The queen dined and supped alone, with very few attendants.
II

We now approach perhaps the most important matter in this world, namely,
dress. In nothing were the increasing wealth and extravagance of the
period more shown than in apparel. And in it we are able to study the
origin of the present English taste for the juxtaposition of striking and
uncomplementary colors. In Coryat's "Crudities," 1611, we have an
Englishman's contrast of the dress of the Venetians and the English. The
Venetians adhered, without change, to their decent fashion, a thousand
years old, wearing usually black: the slender doublet made close to the
body, without much quilting; the long hose plain, the jerkin also
black--but all of the most costly stuffs Christendom can furnish, satin
and taffetas, garnished with the best lace. Gravity and good taste
characterized their apparel. "In both these things," says Coryat, "they
differ much from us Englishmen. For whereas they have but one color, we
use many more than are in the rainbow, all the most light, garish, and
unseemly colors that are in the world. Also for fashion we are much
inferior to them. For we wear more fantastical fashions than any nation
under the sun doth, the French only excepted." On festival days, in
processions, the senators wore crimson damask gowns, with flaps of
crimson velvet cast over their left shoulders; and the Venetian knights
differed from the other gentlemen, for under their black damask gowns,
with long sleeves, they wore red apparel, red silk stockings, and red
pantofles.

Andrew Boord, in 1547, attempting to describe the fashions of his
countrymen, gave up the effort in sheer despair over the variety and
fickleness of costume, and drew a naked man with a pair of shears in one
hand and a piece of cloth in the other, to the end that he should shape
his apparel as he himself liked; and this he called an Englishman. Even
the gentle Harrison, who gives Boord the too harsh character of a lewd
popish hypocrite and ungracious priest, admits that he was not void of
judgment in this; and he finds it easier to inveigh against the enormity,
the fickleness, and the fantasticality of the English attire than to
describe it. So unstable is the fashion, he says, that today the Spanish
guise is in favor; tomorrow the French toys are most fine and delectable;
then the high German apparel is the go; next the Turkish manner is best
liked, the Morisco gowns, the Barbary sleeves, and the short French
breeches; in a word, "except it were a dog in a doublet, you shall not
see any so disguised as are my countrymen in England."

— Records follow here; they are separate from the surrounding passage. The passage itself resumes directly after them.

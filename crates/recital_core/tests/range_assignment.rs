use recital_core::{assign_ranges, Assignee, CatalogItem, LineShare, Position, Span};

fn section_items(section: u32, lengths: &[u64]) -> Vec<CatalogItem> {
    lengths
        .iter()
        .enumerate()
        .map(|(index, &length)| CatalogItem {
            section,
            item: index as u32 + 1,
            length,
        })
        .collect()
}

fn share(assignee: Assignee, lines: u64) -> LineShare {
    LineShare { assignee, lines }
}

fn span(from: (u32, u32), to: (u32, u32)) -> Span {
    Span::new(Position::new(from.0, from.1), Position::new(to.0, to.1))
}

/// Expands each assigned span against the stream and asserts the spans
/// jointly cover every item exactly once.
fn assert_full_coverage(assignments: &[recital_core::RangeAssignment], items: &[CatalogItem]) {
    let mut covered = vec![0u32; items.len()];
    for assignment in assignments {
        for s in &assignment.spans {
            let start = items
                .iter()
                .position(|i| i.position() == s.start)
                .expect("span start must be a stream item");
            let end = items
                .iter()
                .position(|i| i.position() == s.end)
                .expect("span end must be a stream item");
            assert!(start <= end, "span boundaries reversed");
            for slot in &mut covered[start..=end] {
                *slot += 1;
            }
        }
    }
    assert!(
        covered.iter().all(|&count| count == 1),
        "coverage must be exact: {covered:?}"
    );
}

#[test]
fn golden_scenario_splits_twelve_lines_across_lead_and_two_participants() {
    // One section, item lengths [3,2,4,1,2], 12 lines total; lead quota 4,
    // two participants with 4 lines each.
    let items = section_items(1, &[3, 2, 4, 1, 2]);
    let shares = [
        share(Assignee::Lead, 4),
        share(Assignee::Participant(1), 4),
        share(Assignee::Participant(2), 4),
    ];

    let result = assign_ranges(&shares, &items);

    // Lead stops before item 2 (3+2 would overshoot 4), participants take
    // one item each, and the unmatched tail returns to the lead.
    assert_eq!(
        result[0].spans,
        vec![span((1, 1), (1, 1)), span((1, 4), (1, 5))]
    );
    assert_eq!(result[1].spans, vec![span((1, 2), (1, 2))]);
    assert_eq!(result[2].spans, vec![span((1, 3), (1, 3))]);
    assert_full_coverage(&result, &items);
}

#[test]
fn ranges_cross_section_boundaries_without_gaps() {
    let mut items = section_items(1, &[2, 3]);
    items.extend(section_items(2, &[1, 1, 4]));
    items.extend(section_items(3, &[2]));

    let shares = [
        share(Assignee::Lead, 5),
        share(Assignee::Participant(1), 2),
        share(Assignee::Participant(2), 6),
    ];

    let result = assign_ranges(&shares, &items);

    assert_eq!(result[0].spans, vec![span((1, 1), (1, 2))]);
    assert_eq!(result[1].spans, vec![span((2, 1), (2, 2))]);
    assert_eq!(result[2].spans, vec![span((2, 3), (3, 1))]);
    assert_full_coverage(&result, &items);
}

#[test]
fn exhausted_stream_leaves_trailing_participants_empty() {
    let items = section_items(1, &[4]);
    let shares = [
        share(Assignee::Lead, 4),
        share(Assignee::Participant(1), 3),
    ];

    let result = assign_ranges(&shares, &items);

    assert_eq!(result[0].spans, vec![span((1, 1), (1, 1))]);
    assert!(result[1].spans.is_empty());
}

#[test]
fn sweep_matches_one_line_participants_then_returns_rest_to_lead() {
    let items = section_items(1, &[5, 1, 1, 3]);
    let shares = [
        share(Assignee::Lead, 5),
        share(Assignee::Participant(1), 1),
        share(Assignee::Participant(2), 1),
    ];

    let result = assign_ranges(&shares, &items);

    // The walk satisfies both one-line participants from items 2 and 3;
    // item 4 cannot match anyone and closes as the lead's final span.
    assert_eq!(result[0].spans, vec![span((1, 1), (1, 1)), span((1, 4), (1, 4))]);
    assert_eq!(result[1].spans, vec![span((1, 2), (1, 2))]);
    assert_eq!(result[2].spans, vec![span((1, 3), (1, 3))]);
    assert_full_coverage(&result, &items);
}

#[test]
fn per_participant_span_lengths_match_assigned_lines_when_walk_is_exact() {
    let items = section_items(1, &[2, 2, 2, 2]);
    let shares = [
        share(Assignee::Lead, 4),
        share(Assignee::Participant(1), 2),
        share(Assignee::Participant(2), 2),
    ];

    let result = assign_ranges(&shares, &items);

    for assignment in &result {
        let assigned: u64 = assignment
            .spans
            .iter()
            .flat_map(|s| {
                items
                    .iter()
                    .filter(|i| i.position() >= s.start && i.position() <= s.end)
            })
            .map(|i| i.length)
            .sum();
        assert_eq!(assigned, assignment.lines);
    }
    assert_full_coverage(&result, &items);
}
//! Allocation orchestration service.
//!
//! # Responsibility
//! - Resolve named span boundaries against the catalog and validate
//!   document order.
//! - Compose quota, line, and range computation into one allocation call.
//!
//! # Invariants
//! - Catalog and roster access goes through injected repositories; the
//!   service holds no connection state of its own.
//! - Identical requests against an unchanged catalog yield identical
//!   allocations.
//! - Quotas must cover the span total exactly before any range is walked.

use crate::model::participant::{Grade, ParticipantId};
use crate::model::policy::WorkloadPolicy;
use crate::model::span::{Position, Span};
use crate::repo::catalog_repo::CatalogIndex;
use crate::repo::roster_repo::RosterLookup;
use crate::repo::RepoError;
use crate::service::lines::allocate_lines;
use crate::service::quota::compute_quota;
use crate::service::ranges::{assign_ranges, RangeAssignment};
use log::info;
use std::error::Error;
use std::fmt::{Display, Formatter};

/// One allocation request from the API layer.
#[derive(Debug, Clone, PartialEq, Eq)]
pub struct AllocationRequest {
    /// Participants in presentation order; this order is stable through
    /// every engine stage.
    pub participant_ids: Vec<ParticipantId>,
    pub from_section: String,
    pub from_item: u32,
    pub to_section: String,
    pub to_item: u32,
    /// Mode flag: student-paced session tables vs lead-paced review tables.
    pub students_workload: bool,
}

/// Raw allocation result before display-name resolution.
#[derive(Debug, Clone, PartialEq, Eq)]
pub struct Allocation {
    pub span: Span,
    pub total_lines: u64,
    /// Lead first, then participants in request order.
    pub entries: Vec<RangeAssignment>,
}

/// Errors surfaced by the allocation flow.
#[derive(Debug)]
pub enum AllocationError {
    /// Named section is absent from the catalog.
    SectionNotFound(String),
    /// Requested participant has no roster grade.
    ParticipantNotFound(ParticipantId),
    /// Span boundaries are reversed in document order.
    InvalidRange { from: Position, to: Position },
    /// Computed quotas fail to cover the span total; reachable only with a
    /// share table summing above 1.0.
    InvalidQuantity { expected: u64, actual: u64 },
    /// Repository-level failure.
    Repo(RepoError),
}

impl Display for AllocationError {
    fn fmt(&self, f: &mut Formatter<'_>) -> std::fmt::Result {
        match self {
            Self::SectionNotFound(name) => write!(f, "section not found: `{name}`"),
            Self::ParticipantNotFound(id) => write!(f, "participant not found: {id}"),
            Self::InvalidRange { from, to } => {
                write!(f, "span start {from} comes after span end {to}")
            }
            Self::InvalidQuantity { expected, actual } => write!(
                f,
                "quota sum {actual} does not match span total {expected}"
            ),
            Self::Repo(err) => write!(f, "{err}"),
        }
    }
}

impl Error for AllocationError {
    fn source(&self) -> Option<&(dyn Error + 'static)> {
        match self {
            Self::Repo(err) => Some(err),
            _ => None,
        }
    }
}

impl From<RepoError> for AllocationError {
    fn from(value: RepoError) -> Self {
        match value {
            RepoError::SectionNotFound(name) => Self::SectionNotFound(name),
            RepoError::ParticipantNotFound(id) => Self::ParticipantNotFound(id),
            other => Self::Repo(other),
        }
    }
}

/// Allocation entry point composing catalog, roster, and the pure engine.
pub struct AllocationService<C: CatalogIndex, R: RosterLookup> {
    catalog: C,
    roster: R,
    policy: WorkloadPolicy,
}

impl<C: CatalogIndex, R: RosterLookup> AllocationService<C, R> {
    /// Creates a service with the default workload policy.
    pub fn new(catalog: C, roster: R) -> Self {
        Self::with_policy(catalog, roster, WorkloadPolicy::default())
    }

    /// Creates a service with an institution-specific policy.
    pub fn with_policy(catalog: C, roster: R, policy: WorkloadPolicy) -> Self {
        Self {
            catalog,
            roster,
            policy,
        }
    }

    pub fn policy(&self) -> &WorkloadPolicy {
        &self.policy
    }

    /// Allocates the requested span across the lead and participants.
    pub fn allocate(&self, request: &AllocationRequest) -> Result<Allocation, AllocationError> {
        let from = self.catalog.resolve_section(&request.from_section)?;
        let to = self.catalog.resolve_section(&request.to_section)?;

        let start = Position::new(from.number, request.from_item);
        let end = Position::new(to.number, request.to_item);
        if start > end {
            return Err(AllocationError::InvalidRange {
                from: start,
                to: end,
            });
        }
        let span = Span::new(start, end);

        let total_lines = self.catalog.total_length(span)?;

        let grade_map = self.roster.grades_for(&request.participant_ids)?;
        let mut participants = Vec::with_capacity(request.participant_ids.len());
        for &id in &request.participant_ids {
            let grade = grade_map
                .get(&id)
                .copied()
                .ok_or(AllocationError::ParticipantNotFound(id))?;
            participants.push((id, grade));
        }
        let grades: Vec<Grade> = participants.iter().map(|&(_, grade)| grade).collect();

        let quota = compute_quota(
            total_lines,
            &grades,
            request.students_workload,
            &self.policy,
        );
        if quota.total() != total_lines {
            return Err(AllocationError::InvalidQuantity {
                expected: total_lines,
                actual: quota.total(),
            });
        }

        let shares = allocate_lines(total_lines, &participants, &quota, self.policy.unit_grade);
        let items = self.catalog.stream_items(span)?;
        let entries = assign_ranges(&shares, &items);

        info!(
            "event=allocation module=service status=ok span={span} total_lines={total_lines} participants={} mode={}",
            participants.len(),
            request.students_workload
        );

        Ok(Allocation {
            span,
            total_lines,
            entries,
        })
    }
}
//! SQLite migration registry and executor.
//!
//! # Responsibility
//! - Register schema migrations in strictly increasing order.
//! - Apply pending migrations atomically.
//!
//! # Invariants
//! - `version` values must remain monotonic.
//! - Applied migration version is mirrored to `PRAGMA user_version`.

use crate::db::{DbError, DbResult};
use rusqlite::Connection;

#[derive(Debug, Clone, Copy)]
struct Migration {
    version: u32,
    sql: &'static str,
}

const MIGRATIONS: &[Migration] = &[
    Migration {
        version: 1,
        sql: include_str!("0001_catalog.sql"),
    },
    Migration {
        version: 2,
        sql: include_str!("0002_roster.sql"),
    },
];

/// Returns the latest migration version known by this binary.
pub fn latest_version() -> u32 {
    MIGRATIONS.last().map_or(0, |migration| migration.version)
}

/// Applies all pending migrations on the provided connection.
pub fn apply_migrations(conn: &mut Connection) -> DbResult<()> {
    let current_version = current_user_version(conn)?;
    let latest = latest_version();

    if current_version > latest {
        return Err(DbError::UnsupportedSchemaVersion {
            db_version: current_version,
            latest_supported: latest,
        });
    }

    if current_version == latest {
        return Ok(());
    }

    let tx = conn.transaction()?;
    for migration in MIGRATIONS {
        if migration.version <= current_version {
            continue;
        }

        tx.execute_batch(migration.sql)?;
        tx.execute_batch(&format!("PRAGMA user_version = {};", migration.version))?;
    }
    tx.commit()?;

    Ok(())
}

fn current_user_version(conn: &Connection) -> DbResult<u32> {
    let version = conn.query_row("PRAGMA user_version;", [], |row| row.get::<_, u32>(0))?;
    Ok(version)
}
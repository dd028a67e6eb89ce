//! Participant identity and skill grades.
//!
//! # Responsibility
//! - Define the four-tier grade scale and its DB letter codec.
//! - Distinguish the lead from roster participants at the type level.
//!
//! # Invariants
//! - Declaration order of `Grade` is strongest-first; the derived `Ord`
//!   therefore ranks `A < B < C < D`, and "highest present grade" is the
//!   minimum of a grade set.
//! - Grade letters persisted to storage are exactly `A`..`D`.

use serde::{Deserialize, Serialize};
use std::fmt::{Display, Formatter};

/// Stable roster key for a participant.
///
/// Kept as a type alias to make semantic intent explicit in signatures.
pub type ParticipantId = i64;

/// Skill grade of a participant.
///
/// Higher tiers absorb proportionally more recitation workload.
#[derive(Debug, Clone, Copy, PartialEq, Eq, PartialOrd, Ord, Hash, Serialize, Deserialize)]
#[serde(rename_all = "UPPERCASE")]
pub enum Grade {
    /// Strongest tier.
    A,
    B,
    C,
    /// Weakest tier; default target of the 1-line-per-member policy.
    D,
}

impl Grade {
    /// All grades in fixed processing order, strongest first.
    pub const ALL: [Self; 4] = [Self::A, Self::B, Self::C, Self::D];
}

impl Display for Grade {
    fn fmt(&self, f: &mut Formatter<'_>) -> std::fmt::Result {
        f.write_str(grade_to_db(*self))
    }
}

/// Receiver of assigned workload: either the session lead or a participant.
///
/// The lead is a sentinel, not a roster row; it absorbs every line no
/// participant claims.
#[derive(Debug, Clone, Copy, PartialEq, Eq, Hash, Serialize, Deserialize)]
#[serde(rename_all = "snake_case")]
pub enum Assignee {
    Lead,
    Participant(ParticipantId),
}

impl Display for Assignee {
    fn fmt(&self, f: &mut Formatter<'_>) -> std::fmt::Result {
        match self {
            Self::Lead => f.write_str("lead"),
            Self::Participant(id) => write!(f, "participant:{id}"),
        }
    }
}

pub(crate) fn grade_to_db(grade: Grade) -> &'static str {
    match grade {
        Grade::A => "A",
        Grade::B => "B",
        Grade::C => "C",
        Grade::D => "D",
    }
}

pub(crate) fn parse_grade(value: &str) -> Option<Grade> {
    match value {
        "A" => Some(Grade::A),
        "B" => Some(Grade::B),
        "C" => Some(Grade::C),
        "D" => Some(Grade::D),
        _ => None,
    }
}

This fantastical folly was in all degrees, from the courtier down to the
tarter. "It is a world to see the costliness and the curiosity, the
excess and the vanity, the pomp and the bravery, the change and the
variety, and finally the fickleness and the folly that is in all degrees;
insomuch that nothing is more constant in England than inconstancy of
attire. So much cost upon the body, so little upon souls; how many suits
of apparel hath the one, or how little furniture hath the other!" "And
how men and women worry the poor tailors, with endless fittings and
sending back of garments, and trying on!" "Then must the long seams of
our hose be set with a plumb line, then we puff, then we blow, and
finally sweat till we drop, that our clothes may stand well upon us."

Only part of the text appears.